All diese Dinge hier wurden Verloren, doch niemand hat sie je vermisst.

Verlierst du etwas das du nur besitzt um vor anderen gut dazustehen, wirst du selbst den Verlust nicht einmal bemerken, es sind die anderen, denen er auffällt. Und es wird Menschen geben, die sich dann von dir abwenden, denn ohne dieses Ding bist du für sie nicht von Interesse. Also hast du kein Ding verloren, das ohnehin ohne Wert war, sondern Menschen, die falsch zu dir waren. Und du wirst lernen, dich vor solchen Menschen zu schützen.

Verlierst du jedoch etwas und vermisst es sehr, suchst es, weißt du, woran dein Herz hängt. Und so wirst du merken, welche Dinge in deinem Besitz für dich von wahrem Wert sind, oder aber, was das Ding für dich besonders macht.

So wie die Kette deiner Freundin. Es ist nicht die Kette, um die sie Angst hat, es ist die Liebe ihrer Mutter, die sie fürchtet zu verlieren.“, sie blickte zwischen Lotte und Else hin und her, schließlich blieb der Blick ihrer schillernden Augen auf Lotte hängen. „Wie alt bist du, Kind?“

Die Frage verwunderte Lotte. „Ich bin elf.“ Was hatte ihr Alter mit der Kette zu tun?

„Elf.

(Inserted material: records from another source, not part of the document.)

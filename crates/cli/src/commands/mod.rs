pub mod count;
pub mod generate;
pub mod history;
pub mod kb;
pub mod key;
pub mod onboard;
pub mod revise;
pub mod status;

Wie unvernünftig von deiner Mutter.“ Sie schüttelte den Kopf. „Lasst mich vorbei.“

Als sie zwischen den beiden hindurch auf den Flur trat, sah Lotte etwas, das sie nicht so recht glauben wollte. Das Schultertuch der Alten verrutschte, und gab kurz den Blick auf die Spitze eines Flügels frei, fein und durchscheinend wie der einer Libelle. Sie blickte zur Seite, suchte Elses Blick um herauszufinden, ob sie es auch gesehen hatte, doch nichts deutete darauf hin. Spielten ihre Augen ihr einen Streich? Da kam auch schon die Alte zurück, in der Hand die Kette, die sie Liselotte hinhielt.

„Ich will so nicht sein, du fürchtest den Zorn deiner Mutter zu recht, das spüre ich. Doch gib in Zukunft auf deinen Besitz mehr acht, und schätze den Wert der Dinge, die du hast.“ Dankbar schloss Lotte die Finger um die Kette, doch als sie den Mund aufmachte um etwas zu sagen, winkte die Alte ab. Damit ging diese zurück in ihr Zimmerlein, setzte sich wieder in den Schaukelstuhl und schloss die Augen.

Lotte und Else sahen zu, dass sie nach Hause kamen.